Hubs that make insights actionable
Collecting the data is not difficult – the skill is in making it actionable in an effective way, replicating the ability of a perceptive employee to read a customer’s state of mind. Banks can do this by setting up a behavioural analytics hub to understand what a customer’s behaviour means and how it can be optimised.
Using customised parameters, the hub will, for instance, trigger a screen notification that prompts the web visitor to fill in a form requesting an appointment. In the case of existing customers, the technology can correlate health insurance offers with spending on fitness, and, in general, savings and investment recommendations can be tailored to the client’s concerns or goals as revealed by their navigation of the website or mobile app.

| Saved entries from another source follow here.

//! Rewriter behaviour end to end: reducer, effects, timers and completions.
//!
//! Timer-driven cases run on tokio's paused clock, so the 5 s cooldown and the
//! 2 s copied flash cost no wall time.

mod common;

use common::mock_provider::{MockProvider, MockResponse};
use common::{ms, Harness, RecordingClipboard, Reply, ScriptedProvider};
use note_rewriter::config::{ProviderConfig, SecureString};
use note_rewriter::provider::{
    ChatCompletionsClient, DEFAULT_SYSTEM_PROMPT, PROCESSING_FAILED, UNEXPECTED_FAILURE,
};
use note_rewriter::rewriter::{RewriterError, RewriterIntent, RewriterTimings};
use std::sync::Arc;

const SAMPLE_NOTES: &str = "check engine light on. scan shows p0456. replaced cap.";

const SAMPLE_OUTPUT: &str = "DIAGNOSTIC FINDINGS:\n\
- Check engine light on.\n\
- Scan shows P0456.\n\
\n\
REPAIRS PERFORMED:\n\
- Replaced cap.";

#[tokio::test(start_paused = true)]
async fn whitespace_notes_never_reach_provider() {
    let provider = Arc::new(ScriptedProvider::new());
    let mut h = Harness::new(provider.clone());

    h.type_notes("   \n\t ");
    h.submit();

    assert_eq!(h.state().error(), Some(&RewriterError::NotesRequired));
    assert!(!h.state().is_loading());
    h.advance(ms(100)).await;
    assert_eq!(provider.call_count(), 0);
}

#[tokio::test(start_paused = true)]
async fn successful_rewrite_sets_output_verbatim_and_cools_down() {
    let provider =
        Arc::new(ScriptedProvider::new().reply(Reply::Text(SAMPLE_OUTPUT.to_string())));
    let mut h = Harness::new(provider.clone());

    h.type_notes(SAMPLE_NOTES);
    h.submit();
    assert!(h.state().is_loading());

    h.next().await;

    assert_eq!(h.state().output(), SAMPLE_OUTPUT);
    assert!(h.state().error().is_none());
    assert!(!h.state().is_loading());
    assert!(h.state().is_cooling_down());
    assert_eq!(provider.calls(), vec![SAMPLE_NOTES.to_string()]);
}

#[tokio::test(start_paused = true)]
async fn loading_spans_exactly_the_provider_call() {
    let provider = Arc::new(
        ScriptedProvider::new().reply_after(ms(1_000), Reply::Text("NOTES:\n- done".into())),
    );
    let mut h = Harness::new(provider.clone());

    assert!(!h.state().is_loading());
    h.type_notes("replaced cap");
    h.submit();
    assert!(h.state().is_loading());

    h.advance(ms(500)).await;
    assert!(h.state().is_loading());
    assert!(h.state().output().is_empty());

    h.advance(ms(600)).await;
    assert!(!h.state().is_loading());
    assert_eq!(h.state().output(), "NOTES:\n- done");
}

#[tokio::test(start_paused = true)]
async fn submit_while_loading_is_ignored() {
    let provider = Arc::new(
        ScriptedProvider::new().reply_after(ms(1_000), Reply::Text("NOTES:\n- once".into())),
    );
    let mut h = Harness::new(provider.clone());

    h.type_notes("replaced cap");
    h.submit();
    let token = h.state().in_flight_token();
    h.submit();
    h.submit();

    assert_eq!(h.state().in_flight_token(), token);
    assert!(h.state().error().is_none());

    h.advance(ms(1_100)).await;
    assert_eq!(provider.call_count(), 1);
}

#[tokio::test(start_paused = true)]
async fn second_submit_within_cooldown_is_rejected() {
    let provider = Arc::new(
        ScriptedProvider::new()
            .reply(Reply::Text("first".into()))
            .reply(Reply::Text("second".into())),
    );
    let mut h = Harness::new(provider.clone());

    h.type_notes("replaced cap");
    h.submit();
    h.next().await;
    assert!(h.state().is_cooling_down());

    h.advance(ms(4_900)).await;
    assert!(h.state().is_cooling_down());
    h.dispatch(RewriterIntent::InsertText(" and tested".into()));
    h.submit();

    assert_eq!(h.state().error(), Some(&RewriterError::CoolingDown));
    assert!(!h.state().is_loading());
    assert_eq!(h.state().output(), "first");
    assert_eq!(provider.call_count(), 1);
}

#[tokio::test(start_paused = true)]
async fn submit_allowed_again_after_cooldown() {
    let provider = Arc::new(
        ScriptedProvider::new()
            .reply(Reply::Text("first".into()))
            .reply(Reply::Text("second".into())),
    );
    let mut h = Harness::new(provider.clone());

    h.type_notes("replaced cap");
    h.submit();
    h.next().await;

    h.advance(ms(5_100)).await;
    assert!(!h.state().is_cooling_down());

    h.submit();
    assert!(h.state().is_loading());
    h.next().await;
    assert_eq!(h.state().output(), "second");
    assert_eq!(provider.call_count(), 2);
}

#[tokio::test(start_paused = true)]
async fn provider_error_leaves_output_and_skips_cooldown() {
    let provider = Arc::new(
        ScriptedProvider::new()
            .reply(Reply::Text("kept".into()))
            .reply(Reply::Status(500)),
    );
    let mut h = Harness::new(provider.clone());

    h.type_notes("replaced cap");
    h.submit();
    h.next().await;
    h.advance(ms(5_100)).await;

    h.submit();
    h.next().await;

    assert_eq!(h.state().output(), "kept");
    assert_eq!(
        h.state().error(),
        Some(&RewriterError::RequestFailed(PROCESSING_FAILED.to_string()))
    );
    assert!(!h.state().is_loading());
    assert!(!h.state().is_cooling_down());
}

#[tokio::test(start_paused = true)]
async fn panicking_provider_still_clears_loading() {
    let provider = Arc::new(ScriptedProvider::new().reply(Reply::Panic));
    let mut h = Harness::new(provider);

    h.type_notes("replaced cap");
    h.submit();
    h.next().await;

    assert!(!h.state().is_loading());
    assert_eq!(
        h.state().error(),
        Some(&RewriterError::RequestFailed(UNEXPECTED_FAILURE.to_string()))
    );
}

#[tokio::test(start_paused = true)]
async fn copy_flashes_then_clears_without_touching_output() {
    let provider = Arc::new(ScriptedProvider::new().reply(Reply::Text("ABC".into())));
    let mut h = Harness::new(provider);
    let mut clipboard = RecordingClipboard::default();

    h.type_notes("replaced cap");
    h.submit();
    h.next().await;

    h.controller.copy_output(&mut clipboard);
    assert!(h.state().is_copied());
    assert_eq!(clipboard.last().as_deref(), Some("ABC"));

    h.advance(ms(1_900)).await;
    assert!(h.state().is_copied());

    h.advance(ms(200)).await;
    assert!(!h.state().is_copied());
    assert_eq!(h.state().output(), "ABC");
}

#[tokio::test(start_paused = true)]
async fn recopy_restarts_the_flash() {
    let provider = Arc::new(ScriptedProvider::new().reply(Reply::Text("ABC".into())));
    let mut h = Harness::new(provider);
    let mut clipboard = RecordingClipboard::default();

    h.type_notes("replaced cap");
    h.submit();
    h.next().await;

    h.controller.copy_output(&mut clipboard);
    h.advance(ms(1_500)).await;
    h.controller.copy_output(&mut clipboard);

    // The first flash's timer would have fired here.
    h.advance(ms(1_000)).await;
    assert!(h.state().is_copied());

    h.advance(ms(1_100)).await;
    assert!(!h.state().is_copied());
}

#[tokio::test(start_paused = true)]
async fn copy_with_empty_output_is_noop() {
    let mut h = Harness::new(Arc::new(ScriptedProvider::new()));
    let mut clipboard = RecordingClipboard::default();

    h.controller.copy_output(&mut clipboard);

    assert!(!h.state().is_copied());
    assert!(clipboard.last().is_none());
    assert!(h.state().error().is_none());
}

#[tokio::test(start_paused = true)]
async fn clipboard_failure_reports_error_and_keeps_state() {
    let provider = Arc::new(ScriptedProvider::new().reply(Reply::Text("ABC".into())));
    let mut h = Harness::new(provider);
    let mut clipboard = RecordingClipboard::failing();

    h.type_notes("replaced cap");
    h.submit();
    h.next().await;
    h.controller.copy_output(&mut clipboard);

    assert_eq!(h.state().error(), Some(&RewriterError::Clipboard));
    assert_eq!(
        h.state().error().map(|e| e.to_string()).as_deref(),
        Some("Failed to copy to clipboard")
    );
    assert!(!h.state().is_copied());
    assert_eq!(h.state().output(), "ABC");
    assert!(h.state().is_cooling_down());
}

#[tokio::test(start_paused = true)]
async fn reset_clears_form_but_not_cooldown() {
    let provider = Arc::new(ScriptedProvider::new().reply(Reply::Text("ABC".into())));
    let mut h = Harness::new(provider);
    let mut clipboard = RecordingClipboard::default();

    h.type_notes("replaced cap");
    h.submit();
    h.next().await;
    h.controller.copy_output(&mut clipboard);

    h.dispatch(RewriterIntent::Reset);

    assert!(h.state().input().is_empty());
    assert!(h.state().output().is_empty());
    assert!(h.state().error().is_none());
    assert!(!h.state().is_copied());
    assert!(h.state().is_cooling_down());
}

#[tokio::test(start_paused = true)]
async fn stale_response_after_reset_is_discarded() {
    let provider = Arc::new(
        ScriptedProvider::new().reply_after(ms(1_000), Reply::Text("late".into())),
    );
    let mut h = Harness::new(provider);

    h.type_notes("replaced cap");
    h.submit();
    h.dispatch(RewriterIntent::Reset);
    assert!(h.state().is_loading());

    h.advance(ms(1_100)).await;

    assert!(!h.state().is_loading());
    assert!(h.state().output().is_empty());
    assert!(h.state().error().is_none());
    assert!(!h.state().is_cooling_down());
}

#[tokio::test(start_paused = true)]
async fn stale_failure_after_reset_is_discarded() {
    let provider =
        Arc::new(ScriptedProvider::new().reply_after(ms(1_000), Reply::Status(502)));
    let mut h = Harness::new(provider);

    h.type_notes("replaced cap");
    h.submit();
    h.dispatch(RewriterIntent::Reset);
    h.advance(ms(1_100)).await;

    assert!(!h.state().is_loading());
    assert!(h.state().error().is_none());
}

#[tokio::test(start_paused = true)]
async fn configured_timings_are_honoured() {
    let provider = Arc::new(ScriptedProvider::new().reply(Reply::Text("ABC".into())));
    let timings = RewriterTimings {
        cooldown: ms(300),
        copied_flash: ms(100),
    };
    let mut h = Harness::with_timings(provider, timings);

    h.type_notes("replaced cap");
    h.submit();
    h.next().await;

    h.advance(ms(350)).await;
    assert!(!h.state().is_cooling_down());
}

#[tokio::test]
async fn http_500_end_to_end_shows_generic_failure() {
    let mock = MockProvider::start().await;
    mock.enqueue_response(MockResponse::error(500, "upstream exploded"))
        .await;

    let config = ProviderConfig {
        base_url: mock.base_url(),
        ..ProviderConfig::default()
    };
    let client = ChatCompletionsClient::new(
        config,
        Some(SecureString::new("sk-test".to_string())),
        DEFAULT_SYSTEM_PROMPT.to_string(),
    )
    .unwrap();
    let mut h = Harness::new(Arc::new(client));

    h.type_notes(SAMPLE_NOTES);
    h.submit();
    h.next().await;

    assert!(h.state().output().is_empty());
    assert_eq!(
        h.state().error(),
        Some(&RewriterError::RequestFailed(PROCESSING_FAILED.to_string()))
    );
    assert!(!h.state().is_loading());
    assert!(!h.state().is_cooling_down());
    assert_eq!(mock.captured_requests().await.len(), 1);
}

#[tokio::test]
async fn http_success_end_to_end_sets_output() {
    let mock = MockProvider::start().await;
    mock.enqueue_response(MockResponse::completion(SAMPLE_OUTPUT))
        .await;

    let config = ProviderConfig {
        base_url: mock.base_url(),
        ..ProviderConfig::default()
    };
    let client = ChatCompletionsClient::new(
        config,
        Some(SecureString::new("sk-test".to_string())),
        DEFAULT_SYSTEM_PROMPT.to_string(),
    )
    .unwrap();
    let mut h = Harness::new(Arc::new(client));

    h.type_notes(SAMPLE_NOTES);
    h.submit();
    h.next().await;

    assert_eq!(h.state().output(), SAMPLE_OUTPUT);
    assert!(h.state().error().is_none());
    assert!(h.state().is_cooling_down());
}

#[tokio::test]
async fn unreachable_provider_shows_generic_failure() {
    // Bind then drop a listener so the port is known to refuse connections.
    let addr = std::net::TcpListener::bind("127.0.0.1:0")
        .unwrap()
        .local_addr()
        .unwrap();
    let config = ProviderConfig {
        base_url: format!("http://{}/api/v1", addr),
        connect_timeout_seconds: 2,
        timeout_seconds: 5,
        ..ProviderConfig::default()
    };
    let client = ChatCompletionsClient::new(
        config,
        Some(SecureString::new("sk-test".to_string())),
        DEFAULT_SYSTEM_PROMPT.to_string(),
    )
    .unwrap();
    let mut h = Harness::new(Arc::new(client));

    h.type_notes(SAMPLE_NOTES);
    h.submit();
    assert!(h.state().is_loading());
    h.next().await;

    assert_eq!(
        h.state().error(),
        Some(&RewriterError::RequestFailed(PROCESSING_FAILED.to_string()))
    );
    assert!(!h.state().is_loading());
    assert!(h.state().output().is_empty());
    assert!(!h.state().is_cooling_down());
}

Banks can set up analytics to see when consumers are behaving in a way that indicates they about to leave the website, allowing them to intervene with a notification that could include an offer. This provides a positive outcome and avoids the blanket use of offers that undermines profitability.
It is a more sophisticated and personalised approach that avoids annoying pop-ups or recommendations that fail to match individual preferences. As part of a single AI-powered segmentation platform, the technology enables banks to personalise marketing content in SMS messages and emails sent to consumers (who consent), which deliver far better results through precise targeting.
Solutions for last-mile interaction in the open banking era
The single platform approach also has another major advantage. It is much easier to implement and far more efficient and streamlined compared with separate solutions for different parts of the customer journey.
The benefits of using AI-powered segmentation solutions should be part of the financial sector’s broader strategy to transform its systems for the open banking era as we approach the end of third-party cookies. It is almost a commonplace to say that banks continue to struggle with the complexity of their systems, undermining their ability to deliver a high-quality last mile for consumers. This is one headache they can now resolve without huge disruption or investment.
The alternative is to risk losing track of customers. Behavioural analytics, by contrast, will deliver new insights into customers that are better than third-party cookie data, being more accurate and actionable in real time. Financial services organisations need to employ the latest advances in AI-powered behavioural analytics if they are serious about providing a slick and personalised service to customers that doesn’t break the bank.